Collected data
//! Mapping services: the data-access surface the application consumes.
//!
//! Each service issues row queries through a [`DataStore`](crate::store::DataStore)
//! and translates rows to domain models through the versioned shapes in
//! [`rows`]. Store failures are wrapped with the operation that failed.

mod clients;
mod products;
mod projects;
pub mod rows;

pub use clients::ClientService;
pub use products::ProductService;
pub use projects::ProjectService;
pub use rows::ROW_SCHEMA_VERSION;

use chrono::{SecondsFormat, Utc};
use menuiserie_products::Rejection;
use serde_json::Value;
use thiserror::Error;

use crate::store::StoreError;

#[derive(Debug, Error)]
pub enum ServiceError {
    #[error("{context}: {source}")]
    Store {
        context: &'static str,
        #[source]
        source: StoreError,
    },

    #[error("unexpected {entity} row (schema v{}): {message}", ROW_SCHEMA_VERSION)]
    Schema {
        entity: &'static str,
        message: String,
    },

    #[error("{entity} {id} not found")]
    Missing { entity: &'static str, id: String },

    #[error(transparent)]
    Rejected(#[from] Rejection),
}

pub type ServiceResult<T> = Result<T, ServiceError>;

/// Attach the failed operation to a store error.
trait StoreContext<T> {
    fn context(self, context: &'static str) -> ServiceResult<T>;
}

impl<T> StoreContext<T> for Result<T, StoreError> {
    fn context(self, context: &'static str) -> ServiceResult<T> {
        self.map_err(|source| ServiceError::Store { context, source })
    }
}

/// `updated_at` value written by every update.
fn now_stamp() -> Value {
    Value::String(Utc::now().to_rfc3339_opts(SecondsFormat::Micros, true))
}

* YOUR OBJECTIVE:
Please return the lines above that run from the line containing "mod clients;" to the line containing "pub enum ServiceError", inclusive, exactly and with no other lines.

* ANSWER TO THE PROBLEM:
mod clients;
mod products;
mod projects;
pub mod rows;

pub use clients::ClientService;
pub use products::ProductService;
pub use projects::ProjectService;
pub use rows::ROW_SCHEMA_VERSION;

use chrono::{SecondsFormat, Utc};
use menuiserie_products::Rejection;
use serde_json::Value;
use thiserror::Error;

use crate::store::StoreError;

#[derive(Debug, Error)]
pub enum ServiceError {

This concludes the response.